- _Brief_:
Everything from the line containing "let addr = listener.local_addr().unwrap();" to the last line of the records must be returned verbatim; nothing else belongs in the output.

- _Extracted data_:

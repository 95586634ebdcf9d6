use axum::Router;
use tokio::net::TcpListener;

/// Serve `app` on an ephemeral loopback port and return its base URL.
pub(crate) async fn serve(app: Router) -> String {
    let listener = TcpListener::bind("127.0.0.1:0").await.unwrap();
    let addr = listener.local_addr().unwrap();
    tokio::spawn(async move {
        let _ = axum::serve(listener, app).await;
    });
    format!("http://{addr}")
}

- _Answer for this exercise_:
    let addr = listener.local_addr().unwrap();
    tokio::spawn(async move {
        let _ = axum::serve(listener, app).await;
    });
    format!("http://{addr}")
}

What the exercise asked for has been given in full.